Afin de restituer les circulations entre les mondes de l’art et les mouvements sociaux et de faire émerger des manières, tant au niveau individuel que collectif, de « faire dans le trouble » , ce projet s’appuie sur une série d’enquêtes ethnographiques menées au sein de centres culturels, de festivals temporaires, de collectifs artistiques et de réseaux de quartier localisés dans trois régions du Mexique (Mexico DF, les états de Puebla et du Chiapas). Celles-ci nous permettront d’observer comment des groupes sociaux sont capables d’activer, par le biais de la création artistique, de nouveaux types d’espaces publics.

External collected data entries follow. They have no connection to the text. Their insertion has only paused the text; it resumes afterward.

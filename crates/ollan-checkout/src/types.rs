//! # Domain Types
//!
//! Core domain types for checkout pricing.
//!
//! ## Type Hierarchy
//! ```text
//! ┌─────────────────────────────────────────────────────────────────────────┐
//! │                         Domain Types                                    │
//! │                                                                         │
//! │  ┌─────────────────┐   ┌─────────────────────┐   ┌──────────────────┐  │
//! │  │    CartLine     │   │  DeliverySelection  │   │   PricedOrder    │  │
//! │  │  ─────────────  │   │  ─────────────────  │   │  ──────────────  │  │
//! │  │  product_id     │   │  Express            │   │  subtotal        │  │
//! │  │  unit_price     │   │  Timeframe { slot } │   │  delivery_fee    │  │
//! │  │  category       │   │  Pickup { location }│   │  discount        │  │
//! │  │  quantity       │   └─────────────────────┘   │  grand_total     │  │
//! │  └─────────────────┘                             └──────────────────┘  │
//! │                                                                         │
//! │  ┌─────────────────┐   ┌─────────────────┐   ┌─────────────────┐       │
//! │  │  DiscountRate   │   │    PromoKind    │   │  AppliedPromo   │       │
//! │  │  ─────────────  │   │  ─────────────  │   │  ─────────────  │       │
//! │  │  bps (u32)      │   │ CategoryDiscount│   │  code           │       │
//! │  │  1000 = 10%     │   │ FreeDelivery    │   │  kind, amount   │       │
//! │  └─────────────────┘   └─────────────────┘   └─────────────────┘       │
//! └─────────────────────────────────────────────────────────────────────────┘
//! ```
//!
//! All of these are plain values. They are computed fresh on every
//! checkout-state change and none of them is persisted here; the order
//! service is the system of record.

use serde::{Deserialize, Serialize};
use ts_rs::TS;

use crate::money::Money;
use crate::slots::Slot;

// =============================================================================
// Discount Rate
// =============================================================================

/// Percentage discount represented in basis points (bps).
///
/// ## Why Basis Points?
/// 1 basis point = 0.01% = 1/10000
/// 1000 bps = 10% (the supermarket category discount)
#[derive(Debug, Clone, Copy, PartialEq, Eq, Serialize, Deserialize, TS)]
#[ts(export)]
pub struct DiscountRate(u32);

impl DiscountRate {
    /// Creates a discount rate from basis points.
    #[inline]
    pub const fn from_bps(bps: u32) -> Self {
        DiscountRate(bps)
    }

    /// Returns the rate in basis points.
    #[inline]
    pub const fn bps(&self) -> u32 {
        self.0
    }

    /// Returns the rate as a percentage (for display only).
    #[inline]
    pub fn percentage(&self) -> f64 {
        self.0 as f64 / 100.0
    }
}

// =============================================================================
// Cart Line
// =============================================================================

/// A single line of the customer's cart, snapshotted for pricing.
///
/// ## Design Notes
/// The cart itself lives in the storefront (or behind `GET /cart`); the
/// engine only ever sees this frozen view. `unit_price` is the price at
/// the time the snapshot was taken.
#[derive(Debug, Clone, Serialize, Deserialize, TS)]
#[ts(export)]
pub struct CartLine {
    /// Product ID as issued by the catalog service (opaque here).
    pub product_id: String,

    /// Unit price in kobo at snapshot time.
    pub unit_price: Money,

    /// Product category, when the catalog provides one.
    /// Category-discount codes only look at lines that have a category.
    pub category: Option<String>,

    /// Quantity in cart (must be positive).
    pub quantity: i64,
}

impl CartLine {
    /// Calculates the line total (unit price × quantity).
    #[inline]
    pub fn line_total(&self) -> Money {
        self.unit_price.multiply_quantity(self.quantity)
    }
}

// =============================================================================
// Delivery Selection
// =============================================================================

/// The customer's delivery choice.
///
/// A proper sum type: there is no "nil" sentinel. "Not selected yet" is
/// `Option<DeliverySelection>` at the caller boundary, never a magic value.
///
/// ## Availability
/// `Timeframe` and `Pickup` are only selectable for campus delivery
/// areas; every other area takes `Express`. The pricing operations fail
/// with `InvalidSelection` instead of silently coercing.
#[derive(Debug, Clone, PartialEq, Eq, Serialize, Deserialize, TS)]
#[ts(export)]
#[serde(tag = "option", rename_all = "snake_case")]
pub enum DeliverySelection {
    /// Flat-fee express delivery, available everywhere.
    Express,
    /// Scheduled delivery in one of the fixed daily slots.
    Timeframe { slot: Slot },
    /// Free pickup from a fixed point tied to the delivery area.
    Pickup { location: String },
}

impl DeliverySelection {
    /// Short label used in customer-facing messages.
    pub fn label(&self) -> &'static str {
        match self {
            DeliverySelection::Express => "Express delivery",
            DeliverySelection::Timeframe { .. } => "Timeframe delivery",
            DeliverySelection::Pickup { .. } => "Pickup",
        }
    }
}

/// Express is the storefront's default option.
impl Default for DeliverySelection {
    fn default() -> Self {
        DeliverySelection::Express
    }
}

// =============================================================================
// Promo Code Results
// =============================================================================

/// Which promo rule fired. The storefront needs this for messaging
/// ("10% off supermarket items" vs "free delivery").
#[derive(Debug, Clone, Copy, PartialEq, Eq, Serialize, Deserialize, TS)]
#[ts(export)]
#[serde(rename_all = "snake_case")]
pub enum PromoKind {
    /// Percentage discount over the supermarket-category subtotal.
    CategoryDiscount,
    /// Zeroes the delivery fee.
    FreeDelivery,
}

/// A successfully applied promo code.
#[derive(Debug, Clone, PartialEq, Eq, Serialize, Deserialize, TS)]
#[ts(export)]
pub struct AppliedPromo {
    /// The code, normalized (trimmed, uppercased).
    pub code: String,

    /// Which rule fired.
    pub kind: PromoKind,

    /// The discount amount this code grants.
    pub amount: Money,
}

/// A promo code that was rejected without blocking checkout.
///
/// Only unrecognized codes downgrade to a warning; every other promo
/// failure is a hard error. The storefront shows `message` next to the
/// code field and prices the order without a discount.
#[derive(Debug, Clone, PartialEq, Eq, Serialize, TS)]
#[ts(export)]
pub struct PromoWarning {
    /// The rejected code, normalized.
    pub code: String,

    /// Customer-facing message for the code field.
    pub message: String,
}

// =============================================================================
// Priced Order
// =============================================================================

/// The engine's output: one consistent set of checkout numbers.
///
/// ## Invariants
/// - `grand_total == subtotal + delivery_fee - discount`
/// - `grand_total >= 0`
/// - `discount <= subtotal + delivery_fee`
///
/// Construct only through [`PricedOrder::new`], which clamps the discount
/// and derives the grand total, so the invariants hold by construction.
///
/// The order service independently re-validates pricing; these numbers are
/// advisory display values, never the final charge.
#[derive(Debug, Clone, Copy, PartialEq, Eq, Serialize, TS)]
#[ts(export)]
pub struct PricedOrder {
    /// Sum of all line totals.
    pub subtotal: Money,

    /// Computed delivery fee before any promo.
    pub delivery_fee: Money,

    /// Discount granted by the applied promo code (zero without one).
    pub discount: Money,

    /// `subtotal + delivery_fee - discount`, never negative.
    pub grand_total: Money,
}

impl PricedOrder {
    /// Builds a priced order, clamping the discount so the grand total
    /// can never go negative.
    ///
    /// The promo rules already bound the discount, so the clamp should
    /// never fire today; it guards future rule changes.
    pub fn new(subtotal: Money, delivery_fee: Money, discount: Money) -> Self {
        let cap = subtotal + delivery_fee;
        let discount = if discount > cap { cap } else { discount };
        PricedOrder {
            subtotal,
            delivery_fee,
            discount,
            grand_total: cap - discount,
        }
    }
}

// =============================================================================
// Checkout Quote
// =============================================================================

/// Everything the checkout screen needs after a repricing pass.
#[derive(Debug, Clone, PartialEq, Eq, Serialize, TS)]
#[ts(export)]
pub struct CheckoutQuote {
    /// The consistent totals for this cart/selection/promo combination.
    pub order: PricedOrder,

    /// The promo that was applied, if any.
    pub promo: Option<AppliedPromo>,

    /// Set when an unrecognized code was ignored (checkout proceeds).
    pub warning: Option<PromoWarning>,
}

impl CheckoutQuote {
    /// The delivery fee the customer actually pays, after a free-delivery
    /// code is taken into account. Display-level convenience.
    pub fn delivery_fee_due(&self) -> Money {
        match &self.promo {
            Some(promo) if promo.kind == PromoKind::FreeDelivery => Money::zero(),
            _ => self.order.delivery_fee,
        }
    }
}

// =============================================================================
// Unit Tests
// =============================================================================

Enquête « Quand l’art façonne la société », Xochimilco, Mexico, 2018
Ce projet fait ainsi le pari qu’art et société, lorsqu’ils se rencontrent, peuvent faire émerger de nouvelles écologies sociales et que les pratiques artistiques, lorsqu’elles sont prises dans des dynamiques politiques et sociales peuvent contribuent à redéfinir la notion de société. En tant qu’objet de recherche, les pratiques de création artistique exigent par ailleurs des chercheurs d’inventer des modalités d’enquête et d’écriture à même d’en restituer le caractère sensible. Nous souhaitons ainsi associer à ce volet empirique de la recherche une recherche par la pratique, qui nous permettra d’explorer la possibilité de formes hybrides de publication et de restitution de ces recherches.
Ce projet de recherche est piloté par Francesca Cozzolino (enseignante – chercheure, Ensadlab) et a bénéficié du soutien de l’IRIS PSL « Création, cognition et société » entre 2017 et 2019 et depuis 2019 il bénéficie du soutien de l‘EUR ArTec (Université deParis 8) et d’EnsadLab.